Work to be completed: Say how many of the lines below hold "ServerConfig", writing the number and nothing more.

[Saved data entries]
[Start of Attachment]
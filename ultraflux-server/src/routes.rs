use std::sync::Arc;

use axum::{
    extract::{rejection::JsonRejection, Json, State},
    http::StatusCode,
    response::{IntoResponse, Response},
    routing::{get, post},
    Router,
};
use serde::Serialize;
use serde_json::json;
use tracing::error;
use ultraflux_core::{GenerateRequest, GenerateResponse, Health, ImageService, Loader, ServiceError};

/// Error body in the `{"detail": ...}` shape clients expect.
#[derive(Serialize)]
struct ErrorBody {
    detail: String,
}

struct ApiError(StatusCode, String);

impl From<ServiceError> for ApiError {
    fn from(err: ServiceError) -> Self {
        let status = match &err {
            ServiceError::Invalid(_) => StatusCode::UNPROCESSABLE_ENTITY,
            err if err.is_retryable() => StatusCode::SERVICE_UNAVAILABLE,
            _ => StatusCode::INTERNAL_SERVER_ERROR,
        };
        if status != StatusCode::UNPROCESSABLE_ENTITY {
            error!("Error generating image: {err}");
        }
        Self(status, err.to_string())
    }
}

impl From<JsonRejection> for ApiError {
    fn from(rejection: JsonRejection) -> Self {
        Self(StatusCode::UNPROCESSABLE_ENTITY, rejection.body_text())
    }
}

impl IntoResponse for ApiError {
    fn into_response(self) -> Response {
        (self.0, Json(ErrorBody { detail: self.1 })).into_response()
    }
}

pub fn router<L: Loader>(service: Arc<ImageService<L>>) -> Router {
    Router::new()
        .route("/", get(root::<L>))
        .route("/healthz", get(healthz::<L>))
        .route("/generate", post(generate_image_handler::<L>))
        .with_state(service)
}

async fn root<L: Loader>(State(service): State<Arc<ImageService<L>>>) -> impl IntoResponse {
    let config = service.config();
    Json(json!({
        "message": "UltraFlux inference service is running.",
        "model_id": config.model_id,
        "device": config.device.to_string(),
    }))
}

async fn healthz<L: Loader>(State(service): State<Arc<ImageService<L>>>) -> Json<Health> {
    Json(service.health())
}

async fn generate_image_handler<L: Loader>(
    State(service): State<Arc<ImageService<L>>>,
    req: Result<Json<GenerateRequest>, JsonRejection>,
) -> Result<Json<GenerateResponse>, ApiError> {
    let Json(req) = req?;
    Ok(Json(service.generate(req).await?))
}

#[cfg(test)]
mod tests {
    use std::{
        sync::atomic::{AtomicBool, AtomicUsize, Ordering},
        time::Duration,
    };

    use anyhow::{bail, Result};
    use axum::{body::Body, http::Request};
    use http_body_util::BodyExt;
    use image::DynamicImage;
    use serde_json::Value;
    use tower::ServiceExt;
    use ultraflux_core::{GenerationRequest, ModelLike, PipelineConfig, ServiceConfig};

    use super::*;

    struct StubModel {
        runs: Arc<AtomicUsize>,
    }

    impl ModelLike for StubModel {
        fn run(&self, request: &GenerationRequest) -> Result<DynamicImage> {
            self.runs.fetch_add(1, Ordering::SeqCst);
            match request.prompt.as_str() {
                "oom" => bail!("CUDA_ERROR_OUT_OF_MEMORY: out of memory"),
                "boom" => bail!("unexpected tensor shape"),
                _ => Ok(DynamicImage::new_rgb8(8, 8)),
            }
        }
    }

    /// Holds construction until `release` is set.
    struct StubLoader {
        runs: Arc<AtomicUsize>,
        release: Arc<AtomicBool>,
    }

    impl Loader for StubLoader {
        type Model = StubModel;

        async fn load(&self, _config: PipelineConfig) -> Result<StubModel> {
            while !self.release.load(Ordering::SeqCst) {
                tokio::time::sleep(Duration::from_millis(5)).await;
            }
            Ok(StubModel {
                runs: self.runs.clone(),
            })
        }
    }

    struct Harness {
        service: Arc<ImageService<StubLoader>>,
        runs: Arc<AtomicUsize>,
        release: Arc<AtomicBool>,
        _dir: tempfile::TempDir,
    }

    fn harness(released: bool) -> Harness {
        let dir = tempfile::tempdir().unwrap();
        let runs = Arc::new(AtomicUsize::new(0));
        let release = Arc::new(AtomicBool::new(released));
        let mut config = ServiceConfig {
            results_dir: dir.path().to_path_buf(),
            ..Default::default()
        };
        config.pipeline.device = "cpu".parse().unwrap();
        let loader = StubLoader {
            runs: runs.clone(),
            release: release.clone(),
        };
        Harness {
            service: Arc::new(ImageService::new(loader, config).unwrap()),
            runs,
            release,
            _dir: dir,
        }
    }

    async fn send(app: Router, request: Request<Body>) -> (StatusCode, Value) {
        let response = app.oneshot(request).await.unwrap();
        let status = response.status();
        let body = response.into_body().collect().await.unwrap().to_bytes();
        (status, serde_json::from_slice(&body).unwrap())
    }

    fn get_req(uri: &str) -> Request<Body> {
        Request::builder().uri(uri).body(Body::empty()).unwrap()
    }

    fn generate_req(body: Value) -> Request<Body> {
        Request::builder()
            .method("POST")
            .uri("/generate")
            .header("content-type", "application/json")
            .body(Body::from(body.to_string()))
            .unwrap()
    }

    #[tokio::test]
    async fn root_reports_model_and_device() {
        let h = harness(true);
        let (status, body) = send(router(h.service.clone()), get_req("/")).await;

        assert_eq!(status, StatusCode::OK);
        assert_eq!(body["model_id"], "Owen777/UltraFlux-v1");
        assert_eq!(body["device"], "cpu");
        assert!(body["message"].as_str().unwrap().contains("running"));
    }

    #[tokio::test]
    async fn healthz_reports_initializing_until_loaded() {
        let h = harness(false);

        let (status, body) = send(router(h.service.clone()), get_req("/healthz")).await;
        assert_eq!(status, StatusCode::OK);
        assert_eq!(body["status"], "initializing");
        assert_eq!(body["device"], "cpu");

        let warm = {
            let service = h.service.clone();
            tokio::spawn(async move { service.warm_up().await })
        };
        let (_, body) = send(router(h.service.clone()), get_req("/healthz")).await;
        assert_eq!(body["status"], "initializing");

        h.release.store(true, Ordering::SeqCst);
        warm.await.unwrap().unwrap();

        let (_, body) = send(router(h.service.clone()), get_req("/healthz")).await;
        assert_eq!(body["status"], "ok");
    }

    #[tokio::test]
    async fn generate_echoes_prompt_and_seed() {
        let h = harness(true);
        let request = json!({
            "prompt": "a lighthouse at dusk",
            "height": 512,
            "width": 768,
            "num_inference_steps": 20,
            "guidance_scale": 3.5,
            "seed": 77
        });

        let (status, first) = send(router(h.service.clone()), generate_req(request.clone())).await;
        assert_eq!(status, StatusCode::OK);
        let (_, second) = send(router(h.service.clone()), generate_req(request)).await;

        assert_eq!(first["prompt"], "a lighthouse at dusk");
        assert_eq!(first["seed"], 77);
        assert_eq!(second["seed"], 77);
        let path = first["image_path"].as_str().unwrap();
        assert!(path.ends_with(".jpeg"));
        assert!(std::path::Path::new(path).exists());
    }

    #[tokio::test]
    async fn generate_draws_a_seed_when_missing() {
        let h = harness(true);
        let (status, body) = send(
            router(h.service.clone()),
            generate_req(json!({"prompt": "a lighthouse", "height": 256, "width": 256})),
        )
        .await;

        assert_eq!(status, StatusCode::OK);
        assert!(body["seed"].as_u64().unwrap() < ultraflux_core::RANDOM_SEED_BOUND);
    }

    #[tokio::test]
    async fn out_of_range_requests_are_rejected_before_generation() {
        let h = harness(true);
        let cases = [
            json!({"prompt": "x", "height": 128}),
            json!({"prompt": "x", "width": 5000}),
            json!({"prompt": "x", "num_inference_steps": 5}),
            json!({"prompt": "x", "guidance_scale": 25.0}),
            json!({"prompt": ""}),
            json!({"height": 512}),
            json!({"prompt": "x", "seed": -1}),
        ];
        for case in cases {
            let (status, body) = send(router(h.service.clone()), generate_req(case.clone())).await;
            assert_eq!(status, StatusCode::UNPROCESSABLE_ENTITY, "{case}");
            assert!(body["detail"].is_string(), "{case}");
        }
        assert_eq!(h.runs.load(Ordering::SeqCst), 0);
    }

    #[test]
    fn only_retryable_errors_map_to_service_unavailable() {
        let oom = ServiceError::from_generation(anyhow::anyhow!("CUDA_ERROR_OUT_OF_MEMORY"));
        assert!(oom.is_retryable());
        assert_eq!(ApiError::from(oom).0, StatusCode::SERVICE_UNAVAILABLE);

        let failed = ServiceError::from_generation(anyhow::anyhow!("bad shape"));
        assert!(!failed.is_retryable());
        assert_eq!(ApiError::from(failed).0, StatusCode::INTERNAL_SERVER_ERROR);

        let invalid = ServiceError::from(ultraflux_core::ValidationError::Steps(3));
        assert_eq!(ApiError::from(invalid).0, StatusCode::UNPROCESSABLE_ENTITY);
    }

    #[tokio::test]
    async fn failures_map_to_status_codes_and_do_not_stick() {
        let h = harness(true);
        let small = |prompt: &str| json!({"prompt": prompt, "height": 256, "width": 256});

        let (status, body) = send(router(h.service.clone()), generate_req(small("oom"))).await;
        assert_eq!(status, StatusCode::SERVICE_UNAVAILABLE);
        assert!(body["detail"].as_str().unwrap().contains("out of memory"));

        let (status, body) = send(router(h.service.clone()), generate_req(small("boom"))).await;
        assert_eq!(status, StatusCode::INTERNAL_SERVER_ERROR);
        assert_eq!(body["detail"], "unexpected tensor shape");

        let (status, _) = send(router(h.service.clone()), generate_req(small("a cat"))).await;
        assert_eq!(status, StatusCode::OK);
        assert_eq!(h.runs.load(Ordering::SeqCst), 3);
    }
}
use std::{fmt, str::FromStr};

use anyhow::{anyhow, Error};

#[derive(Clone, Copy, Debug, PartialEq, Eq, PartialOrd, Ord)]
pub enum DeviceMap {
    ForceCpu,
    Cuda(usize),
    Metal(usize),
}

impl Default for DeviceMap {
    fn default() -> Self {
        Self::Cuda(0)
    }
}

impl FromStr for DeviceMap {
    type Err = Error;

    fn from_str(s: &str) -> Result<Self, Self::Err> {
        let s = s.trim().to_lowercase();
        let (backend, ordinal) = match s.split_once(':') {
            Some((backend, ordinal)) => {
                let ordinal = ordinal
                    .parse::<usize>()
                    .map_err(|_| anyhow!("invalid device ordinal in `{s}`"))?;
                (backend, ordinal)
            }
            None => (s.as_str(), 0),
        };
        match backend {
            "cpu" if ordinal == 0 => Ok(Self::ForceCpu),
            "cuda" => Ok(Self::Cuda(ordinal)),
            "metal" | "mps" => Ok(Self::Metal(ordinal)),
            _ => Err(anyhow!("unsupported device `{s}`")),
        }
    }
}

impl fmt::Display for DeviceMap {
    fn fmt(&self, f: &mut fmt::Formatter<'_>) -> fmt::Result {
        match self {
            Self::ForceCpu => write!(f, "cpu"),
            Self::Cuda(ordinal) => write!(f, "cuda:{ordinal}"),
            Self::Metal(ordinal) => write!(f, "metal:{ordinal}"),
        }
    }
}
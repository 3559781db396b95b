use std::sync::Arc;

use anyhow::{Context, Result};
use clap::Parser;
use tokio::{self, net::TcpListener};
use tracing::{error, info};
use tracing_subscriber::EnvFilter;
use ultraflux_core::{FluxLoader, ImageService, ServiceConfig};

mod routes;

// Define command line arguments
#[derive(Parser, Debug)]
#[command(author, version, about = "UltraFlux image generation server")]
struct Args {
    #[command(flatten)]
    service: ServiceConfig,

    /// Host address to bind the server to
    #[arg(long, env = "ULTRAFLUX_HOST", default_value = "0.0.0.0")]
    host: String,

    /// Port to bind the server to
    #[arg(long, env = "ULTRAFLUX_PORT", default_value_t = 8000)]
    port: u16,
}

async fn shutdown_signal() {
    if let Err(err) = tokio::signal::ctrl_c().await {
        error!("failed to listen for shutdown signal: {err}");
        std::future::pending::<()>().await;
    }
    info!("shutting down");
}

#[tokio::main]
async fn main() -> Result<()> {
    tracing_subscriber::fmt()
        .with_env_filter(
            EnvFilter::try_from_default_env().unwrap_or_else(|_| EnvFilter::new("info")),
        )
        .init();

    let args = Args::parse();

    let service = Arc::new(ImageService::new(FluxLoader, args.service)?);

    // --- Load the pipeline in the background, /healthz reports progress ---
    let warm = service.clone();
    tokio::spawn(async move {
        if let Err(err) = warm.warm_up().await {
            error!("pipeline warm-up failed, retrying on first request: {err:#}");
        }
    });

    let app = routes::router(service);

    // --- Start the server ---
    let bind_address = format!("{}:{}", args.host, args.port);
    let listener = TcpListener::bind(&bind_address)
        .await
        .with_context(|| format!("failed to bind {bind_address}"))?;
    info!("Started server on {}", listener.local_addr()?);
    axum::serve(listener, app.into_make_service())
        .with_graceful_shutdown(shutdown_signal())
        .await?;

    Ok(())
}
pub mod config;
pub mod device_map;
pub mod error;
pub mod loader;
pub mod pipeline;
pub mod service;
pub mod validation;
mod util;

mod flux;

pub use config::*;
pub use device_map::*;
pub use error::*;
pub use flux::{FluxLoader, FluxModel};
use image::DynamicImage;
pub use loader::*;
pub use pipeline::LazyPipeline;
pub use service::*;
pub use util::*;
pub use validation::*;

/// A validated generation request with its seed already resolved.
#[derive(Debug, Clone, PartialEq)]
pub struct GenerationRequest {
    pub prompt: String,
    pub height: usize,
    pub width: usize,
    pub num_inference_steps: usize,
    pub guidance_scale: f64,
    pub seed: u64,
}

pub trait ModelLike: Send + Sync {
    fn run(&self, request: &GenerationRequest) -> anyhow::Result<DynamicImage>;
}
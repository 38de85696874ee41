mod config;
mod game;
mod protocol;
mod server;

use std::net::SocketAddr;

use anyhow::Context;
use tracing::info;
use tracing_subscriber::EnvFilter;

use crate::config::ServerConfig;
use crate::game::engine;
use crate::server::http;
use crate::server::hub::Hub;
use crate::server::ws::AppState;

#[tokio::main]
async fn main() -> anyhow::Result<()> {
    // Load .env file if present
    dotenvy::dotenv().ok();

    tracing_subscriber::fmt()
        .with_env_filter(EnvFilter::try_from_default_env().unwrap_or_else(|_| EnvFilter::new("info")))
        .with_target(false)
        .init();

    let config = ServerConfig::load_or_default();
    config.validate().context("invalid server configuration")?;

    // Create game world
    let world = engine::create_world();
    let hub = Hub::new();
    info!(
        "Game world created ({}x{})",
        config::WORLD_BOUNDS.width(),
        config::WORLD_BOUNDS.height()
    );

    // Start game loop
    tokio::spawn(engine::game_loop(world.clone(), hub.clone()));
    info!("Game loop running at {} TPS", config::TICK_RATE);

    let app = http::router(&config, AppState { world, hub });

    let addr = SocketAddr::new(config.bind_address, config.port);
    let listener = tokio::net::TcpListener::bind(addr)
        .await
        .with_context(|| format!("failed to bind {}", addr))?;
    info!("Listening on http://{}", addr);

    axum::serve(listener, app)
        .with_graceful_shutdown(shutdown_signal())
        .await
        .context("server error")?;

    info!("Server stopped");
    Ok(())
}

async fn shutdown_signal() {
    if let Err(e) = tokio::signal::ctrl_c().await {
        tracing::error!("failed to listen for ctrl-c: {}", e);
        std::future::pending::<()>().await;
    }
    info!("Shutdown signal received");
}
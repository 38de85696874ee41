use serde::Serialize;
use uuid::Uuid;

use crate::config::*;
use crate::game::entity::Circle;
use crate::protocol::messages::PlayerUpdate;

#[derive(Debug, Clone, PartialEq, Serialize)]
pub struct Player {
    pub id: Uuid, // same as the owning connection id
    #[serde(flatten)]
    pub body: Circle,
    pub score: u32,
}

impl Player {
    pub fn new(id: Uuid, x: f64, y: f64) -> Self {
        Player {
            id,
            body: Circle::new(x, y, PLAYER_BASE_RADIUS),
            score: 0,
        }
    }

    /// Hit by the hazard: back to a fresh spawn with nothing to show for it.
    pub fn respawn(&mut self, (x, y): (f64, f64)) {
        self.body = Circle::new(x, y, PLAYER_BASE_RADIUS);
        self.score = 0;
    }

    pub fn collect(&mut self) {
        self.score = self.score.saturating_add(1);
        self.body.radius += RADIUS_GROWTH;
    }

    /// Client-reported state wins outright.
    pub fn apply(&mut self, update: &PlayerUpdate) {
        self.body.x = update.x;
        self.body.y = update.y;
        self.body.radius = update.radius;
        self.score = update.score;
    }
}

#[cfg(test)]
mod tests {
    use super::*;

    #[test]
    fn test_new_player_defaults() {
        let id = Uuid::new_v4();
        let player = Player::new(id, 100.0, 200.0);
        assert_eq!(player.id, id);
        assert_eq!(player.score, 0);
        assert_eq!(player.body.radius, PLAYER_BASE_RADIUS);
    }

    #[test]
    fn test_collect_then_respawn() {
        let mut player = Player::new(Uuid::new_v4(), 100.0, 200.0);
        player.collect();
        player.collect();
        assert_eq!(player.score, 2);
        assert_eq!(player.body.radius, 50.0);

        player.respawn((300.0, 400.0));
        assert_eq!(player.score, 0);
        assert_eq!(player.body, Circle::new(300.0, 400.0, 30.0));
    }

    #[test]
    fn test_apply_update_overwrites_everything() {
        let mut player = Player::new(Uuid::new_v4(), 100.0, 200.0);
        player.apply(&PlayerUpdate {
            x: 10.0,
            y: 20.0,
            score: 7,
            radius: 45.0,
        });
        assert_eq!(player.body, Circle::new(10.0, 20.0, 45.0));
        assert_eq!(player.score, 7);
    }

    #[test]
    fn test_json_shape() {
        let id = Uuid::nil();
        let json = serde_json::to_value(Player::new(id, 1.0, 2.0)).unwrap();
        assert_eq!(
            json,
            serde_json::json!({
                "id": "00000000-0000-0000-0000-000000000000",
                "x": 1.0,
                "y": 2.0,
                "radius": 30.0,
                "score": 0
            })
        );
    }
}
[End of Attachment]
Exercise result: 2